Activity
Set down the entries once more, exactly as given.

+ + + + +

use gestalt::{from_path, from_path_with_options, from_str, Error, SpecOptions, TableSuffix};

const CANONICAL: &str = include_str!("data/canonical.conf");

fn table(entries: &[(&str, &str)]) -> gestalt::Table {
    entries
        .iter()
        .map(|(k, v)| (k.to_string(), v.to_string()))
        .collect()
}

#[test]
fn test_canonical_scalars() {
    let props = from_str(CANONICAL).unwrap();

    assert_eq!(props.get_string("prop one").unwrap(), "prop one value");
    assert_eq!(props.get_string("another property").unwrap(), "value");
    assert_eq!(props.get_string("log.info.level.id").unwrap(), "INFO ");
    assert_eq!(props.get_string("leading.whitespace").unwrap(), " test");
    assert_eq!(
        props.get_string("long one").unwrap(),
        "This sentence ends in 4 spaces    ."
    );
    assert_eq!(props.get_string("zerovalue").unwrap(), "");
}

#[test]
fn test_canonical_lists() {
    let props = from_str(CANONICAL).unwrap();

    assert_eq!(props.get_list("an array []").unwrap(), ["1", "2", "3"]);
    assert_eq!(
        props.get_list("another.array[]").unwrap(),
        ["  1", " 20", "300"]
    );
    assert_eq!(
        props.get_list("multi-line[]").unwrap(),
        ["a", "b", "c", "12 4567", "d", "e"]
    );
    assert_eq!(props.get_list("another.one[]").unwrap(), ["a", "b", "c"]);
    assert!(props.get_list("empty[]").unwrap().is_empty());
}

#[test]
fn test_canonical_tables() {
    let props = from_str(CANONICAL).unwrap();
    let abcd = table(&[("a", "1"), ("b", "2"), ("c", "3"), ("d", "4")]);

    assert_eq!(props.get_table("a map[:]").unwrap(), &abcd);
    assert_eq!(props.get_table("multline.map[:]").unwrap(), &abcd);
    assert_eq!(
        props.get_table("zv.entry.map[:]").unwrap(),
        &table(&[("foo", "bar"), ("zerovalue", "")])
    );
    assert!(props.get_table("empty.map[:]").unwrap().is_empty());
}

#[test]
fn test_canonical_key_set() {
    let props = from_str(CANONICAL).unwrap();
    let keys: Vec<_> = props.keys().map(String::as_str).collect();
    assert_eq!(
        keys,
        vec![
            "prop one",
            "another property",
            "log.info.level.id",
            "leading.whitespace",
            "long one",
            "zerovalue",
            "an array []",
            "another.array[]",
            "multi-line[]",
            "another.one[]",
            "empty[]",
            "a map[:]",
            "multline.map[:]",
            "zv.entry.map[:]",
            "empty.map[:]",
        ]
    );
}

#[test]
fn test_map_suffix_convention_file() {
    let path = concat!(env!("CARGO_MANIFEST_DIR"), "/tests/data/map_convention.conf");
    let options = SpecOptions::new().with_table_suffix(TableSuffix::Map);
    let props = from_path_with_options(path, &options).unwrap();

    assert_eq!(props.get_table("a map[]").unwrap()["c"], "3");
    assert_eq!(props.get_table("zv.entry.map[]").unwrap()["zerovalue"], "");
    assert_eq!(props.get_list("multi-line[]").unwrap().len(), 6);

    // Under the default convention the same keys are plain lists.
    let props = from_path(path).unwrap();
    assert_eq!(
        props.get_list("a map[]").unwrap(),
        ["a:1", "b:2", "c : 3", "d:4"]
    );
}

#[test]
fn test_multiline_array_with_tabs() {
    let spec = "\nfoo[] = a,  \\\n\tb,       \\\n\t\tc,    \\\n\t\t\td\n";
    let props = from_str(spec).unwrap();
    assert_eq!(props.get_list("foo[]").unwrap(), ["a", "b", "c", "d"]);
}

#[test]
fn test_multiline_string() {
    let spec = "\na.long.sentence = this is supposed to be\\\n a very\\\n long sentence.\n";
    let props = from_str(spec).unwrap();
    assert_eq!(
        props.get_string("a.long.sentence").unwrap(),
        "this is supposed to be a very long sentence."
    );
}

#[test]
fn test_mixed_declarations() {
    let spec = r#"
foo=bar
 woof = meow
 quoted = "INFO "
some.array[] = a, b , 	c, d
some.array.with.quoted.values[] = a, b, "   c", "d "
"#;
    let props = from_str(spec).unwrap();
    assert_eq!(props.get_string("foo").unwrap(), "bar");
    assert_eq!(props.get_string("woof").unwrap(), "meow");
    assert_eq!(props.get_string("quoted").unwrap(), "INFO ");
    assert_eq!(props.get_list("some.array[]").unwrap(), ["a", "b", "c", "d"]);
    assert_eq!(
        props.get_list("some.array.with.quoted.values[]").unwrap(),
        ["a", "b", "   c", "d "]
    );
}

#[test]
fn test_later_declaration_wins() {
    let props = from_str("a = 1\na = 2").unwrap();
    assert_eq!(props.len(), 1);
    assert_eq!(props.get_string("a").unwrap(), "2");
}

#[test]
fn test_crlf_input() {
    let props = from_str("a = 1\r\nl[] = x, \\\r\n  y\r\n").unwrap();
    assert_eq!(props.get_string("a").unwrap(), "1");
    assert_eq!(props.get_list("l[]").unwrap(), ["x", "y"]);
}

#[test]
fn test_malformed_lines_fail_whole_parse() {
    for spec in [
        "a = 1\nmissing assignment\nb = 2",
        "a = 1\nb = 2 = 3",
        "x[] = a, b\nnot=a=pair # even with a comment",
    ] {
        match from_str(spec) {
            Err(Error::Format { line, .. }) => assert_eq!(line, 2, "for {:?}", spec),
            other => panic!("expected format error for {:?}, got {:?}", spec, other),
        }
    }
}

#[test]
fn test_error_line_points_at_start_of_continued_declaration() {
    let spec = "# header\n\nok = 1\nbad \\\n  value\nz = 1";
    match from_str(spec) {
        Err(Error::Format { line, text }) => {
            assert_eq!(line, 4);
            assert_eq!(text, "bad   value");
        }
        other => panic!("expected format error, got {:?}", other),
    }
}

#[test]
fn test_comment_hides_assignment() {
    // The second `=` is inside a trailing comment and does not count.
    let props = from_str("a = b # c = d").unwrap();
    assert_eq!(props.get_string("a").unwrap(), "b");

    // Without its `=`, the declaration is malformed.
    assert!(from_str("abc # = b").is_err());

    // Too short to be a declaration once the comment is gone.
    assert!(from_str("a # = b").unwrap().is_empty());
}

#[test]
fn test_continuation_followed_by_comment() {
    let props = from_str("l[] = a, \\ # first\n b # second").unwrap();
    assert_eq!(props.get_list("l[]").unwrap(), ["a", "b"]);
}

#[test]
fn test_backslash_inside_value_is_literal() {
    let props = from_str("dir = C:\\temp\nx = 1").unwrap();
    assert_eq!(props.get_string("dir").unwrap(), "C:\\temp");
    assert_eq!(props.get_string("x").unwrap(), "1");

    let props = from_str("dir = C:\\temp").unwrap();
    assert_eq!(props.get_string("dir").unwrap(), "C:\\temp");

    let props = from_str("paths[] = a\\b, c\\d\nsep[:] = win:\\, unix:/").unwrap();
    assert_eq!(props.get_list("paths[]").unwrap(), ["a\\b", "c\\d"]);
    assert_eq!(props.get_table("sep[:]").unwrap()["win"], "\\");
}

+ + + + +

Completed task
use gestalt::{from_path, from_path_with_options, from_str, Error, SpecOptions, TableSuffix};

const CANONICAL: &str = include_str!("data/canonical.conf");

fn table(entries: &[(&str, &str)]) -> gestalt::Table {
    entries
        .iter()
        .map(|(k, v)| (k.to_string(), v.to_string()))
        .collect()
}

#[test]
fn test_canonical_scalars() {
    let props = from_str(CANONICAL).unwrap();

    assert_eq!(props.get_string("prop one").unwrap(), "prop one value");
    assert_eq!(props.get_string("another property").unwrap(), "value");
    assert_eq!(props.get_string("log.info.level.id").unwrap(), "INFO ");
    assert_eq!(props.get_string("leading.whitespace").unwrap(), " test");
    assert_eq!(
        props.get_string("long one").unwrap(),
        "This sentence ends in 4 spaces    ."
    );
    assert_eq!(props.get_string("zerovalue").unwrap(), "");
}

#[test]
fn test_canonical_lists() {
    let props = from_str(CANONICAL).unwrap();

    assert_eq!(props.get_list("an array []").unwrap(), ["1", "2", "3"]);
    assert_eq!(
        props.get_list("another.array[]").unwrap(),
        ["  1", " 20", "300"]
    );
    assert_eq!(
        props.get_list("multi-line[]").unwrap(),
        ["a", "b", "c", "12 4567", "d", "e"]
    );
    assert_eq!(props.get_list("another.one[]").unwrap(), ["a", "b", "c"]);
    assert!(props.get_list("empty[]").unwrap().is_empty());
}

#[test]
fn test_canonical_tables() {
    let props = from_str(CANONICAL).unwrap();
    let abcd = table(&[("a", "1"), ("b", "2"), ("c", "3"), ("d", "4")]);

    assert_eq!(props.get_table("a map[:]").unwrap(), &abcd);
    assert_eq!(props.get_table("multline.map[:]").unwrap(), &abcd);
    assert_eq!(
        props.get_table("zv.entry.map[:]").unwrap(),
        &table(&[("foo", "bar"), ("zerovalue", "")])
    );
    assert!(props.get_table("empty.map[:]").unwrap().is_empty());
}

#[test]
fn test_canonical_key_set() {
    let props = from_str(CANONICAL).unwrap();
    let keys: Vec<_> = props.keys().map(String::as_str).collect();
    assert_eq!(
        keys,
        vec![
            "prop one",
            "another property",
            "log.info.level.id",
            "leading.whitespace",
            "long one",
            "zerovalue",
            "an array []",
            "another.array[]",
            "multi-line[]",
            "another.one[]",
            "empty[]",
            "a map[:]",
            "multline.map[:]",
            "zv.entry.map[:]",
            "empty.map[:]",
        ]
    );
}

#[test]
fn test_map_suffix_convention_file() {
    let path = concat!(env!("CARGO_MANIFEST_DIR"), "/tests/data/map_convention.conf");
    let options = SpecOptions::new().with_table_suffix(TableSuffix::Map);
    let props = from_path_with_options(path, &options).unwrap();

    assert_eq!(props.get_table("a map[]").unwrap()["c"], "3");
    assert_eq!(props.get_table("zv.entry.map[]").unwrap()["zerovalue"], "");
    assert_eq!(props.get_list("multi-line[]").unwrap().len(), 6);

    // Under the default convention the same keys are plain lists.
    let props = from_path(path).unwrap();
    assert_eq!(
        props.get_list("a map[]").unwrap(),
        ["a:1", "b:2", "c : 3", "d:4"]
    );
}

#[test]
fn test_multiline_array_with_tabs() {
    let spec = "\nfoo[] = a,  \\\n\tb,       \\\n\t\tc,    \\\n\t\t\td\n";
    let props = from_str(spec).unwrap();
    assert_eq!(props.get_list("foo[]").unwrap(), ["a", "b", "c", "d"]);
}

#[test]
fn test_multiline_string() {
    let spec = "\na.long.sentence = this is supposed to be\\\n a very\\\n long sentence.\n";
    let props = from_str(spec).unwrap();
    assert_eq!(
        props.get_string("a.long.sentence").unwrap(),
        "this is supposed to be a very long sentence."
    );
}

#[test]
fn test_mixed_declarations() {
    let spec = r#"
foo=bar
 woof = meow
 quoted = "INFO "
some.array[] = a, b , 	c, d
some.array.with.quoted.values[] = a, b, "   c", "d "
"#;
    let props = from_str(spec).unwrap();
    assert_eq!(props.get_string("foo").unwrap(), "bar");
    assert_eq!(props.get_string("woof").unwrap(), "meow");
    assert_eq!(props.get_string("quoted").unwrap(), "INFO ");
    assert_eq!(props.get_list("some.array[]").unwrap(), ["a", "b", "c", "d"]);
    assert_eq!(
        props.get_list("some.array.with.quoted.values[]").unwrap(),
        ["a", "b", "   c", "d "]
    );
}

#[test]
fn test_later_declaration_wins() {
    let props = from_str("a = 1\na = 2").unwrap();
    assert_eq!(props.len(), 1);
    assert_eq!(props.get_string("a").unwrap(), "2");
}

#[test]
fn test_crlf_input() {
    let props = from_str("a = 1\r\nl[] = x, \\\r\n  y\r\n").unwrap();
    assert_eq!(props.get_string("a").unwrap(), "1");
    assert_eq!(props.get_list("l[]").unwrap(), ["x", "y"]);
}

#[test]
fn test_malformed_lines_fail_whole_parse() {
    for spec in [
        "a = 1\nmissing assignment\nb = 2",
        "a = 1\nb = 2 = 3",
        "x[] = a, b\nnot=a=pair # even with a comment",
    ] {
        match from_str(spec) {
            Err(Error::Format { line, .. }) => assert_eq!(line, 2, "for {:?}", spec),
            other => panic!("expected format error for {:?}, got {:?}", spec, other),
        }
    }
}

#[test]
fn test_error_line_points_at_start_of_continued_declaration() {
    let spec = "# header\n\nok = 1\nbad \\\n  value\nz = 1";
    match from_str(spec) {
        Err(Error::Format { line, text }) => {
            assert_eq!(line, 4);
            assert_eq!(text, "bad   value");
        }
        other => panic!("expected format error, got {:?}", other),
    }
}

#[test]
fn test_comment_hides_assignment() {
    // The second `=` is inside a trailing comment and does not count.
    let props = from_str("a = b # c = d").unwrap();
    assert_eq!(props.get_string("a").unwrap(), "b");

    // Without its `=`, the declaration is malformed.
    assert!(from_str("abc # = b").is_err());

    // Too short to be a declaration once the comment is gone.
    assert!(from_str("a # = b").unwrap().is_empty());
}

#[test]
fn test_continuation_followed_by_comment() {
    let props = from_str("l[] = a, \\ # first\n b # second").unwrap();
    assert_eq!(props.get_list("l[]").unwrap(), ["a", "b"]);
}

#[test]
fn test_backslash_inside_value_is_literal() {
    let props = from_str("dir = C:\\temp\nx = 1").unwrap();
    assert_eq!(props.get_string("dir").unwrap(), "C:\\temp");
    assert_eq!(props.get_string("x").unwrap(), "1");

    let props = from_str("dir = C:\\temp").unwrap();
    assert_eq!(props.get_string("dir").unwrap(), "C:\\temp");

    let props = from_str("paths[] = a\\b, c\\d\nsep[:] = win:\\, unix:/").unwrap();
    assert_eq!(props.get_list("paths[]").unwrap(), ["a\\b", "c\\d"]);
    assert_eq!(props.get_table("sep[:]").unwrap()["win"], "\\");
}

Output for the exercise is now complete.